Writing key #0 to file /tmp/svid.0.key.
Writing bundle #0 to file /tmp/bundle.0.pem.
Setting up Client VPN
See this post for how to setup Client VPN.
If all went well, you should see this:
@mbuotidem ➜ /workspaces/mbuotidem.github.io (main) $ sudo openvpn --config o.ovpn
Mon May 19 00:40:17 2025 OpenVPN 2.4.12 x86_64-pc-linux-gnu [SSL (OpenSSL)] [LZO] [LZ4] [EPOLL] [PKCS11] [MH/PKTINFO]

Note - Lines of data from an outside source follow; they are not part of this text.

//! Text and binary codecs for key material.
//!
//! Two encodings are shared with remote peers and must stay bit-exact:
//! - base58 text (Bitcoin alphabet) for human-shareable keys and secrets
//! - a fixed-schema binary layout where each value is the plain
//!   concatenation of its fields in declared order, without headers or
//!   length prefixes

mod base58;
mod binary;

pub use self::base58::{base_decode, base_encode};
pub use binary::{
    deserialize, serialize, BinaryDeserialize, BinaryReader, BinarySerialize, BinaryWriter,
};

[AEAD] built on Jun 27 2024
Mon May 19 00:40:17 2025 library versions: OpenSSL 1.1.1f 31 Mar 2020, LZO 2.10
Mon May 19 00:40:17 2025 TCP/UDP: Preserving recently used remote address: [AF_INET]3.XXX.XXX.72:443
Mon May 19 00:40:17 2025 Socket Buffers: R=[1048576->1048576] S=[212992->212992]
...
Mon May 19 00:40:19 2025 Outgoing Data Channel: Cipher 'AES-256-GCM' initialized with 256 bit key
Mon May 19 00:40:19 2025 Incoming Data Channel: Cipher 'AES-256-GCM' initialized with 256 bit key
Mon May 19 00:40:19 2025 ROUTE_GATEWAY 10.0.0.1/255.255.0.0 IFACE=eth0 HWADDR=7c:1e:52:5b:bf:9b
Mon May 19 00:40:19 2025 TUN/TAP device tun0 opened
Mon May 19 00:40:19 2025 TUN/TAP TX queue length set to 100
Mon May 19 00:40:19 2025 /sbin/ip link set dev tun0 up mtu 1500
Mon May 19 00:40:19 2025 /sbin/ip addr add dev tun0 172.16.0.13/27 broadcast 172.16.0.31
Mon May 19 00:40:19 2025 /sbin/ip route add 172.31.0.0/16 via 172.16.0.1
Mon May 19 00:40:19 2025 Initialization Sequence Completed
You can now leave that terminal window running, open a new one, and ssh, curl, or otherwise connect to the resource in your private subnet!
On the AWS Side, you can see the connection info if you visit your VPN endpoint's info page. Notice how our common name shows up, indicating we're connected using a certificate.

Wrapping Up
That’s it! You've now used your SPIRE issued SVID twice, first to grab AWS credentials, via AWS IAM Anywhere, and now, to connect to AWS Client VPN.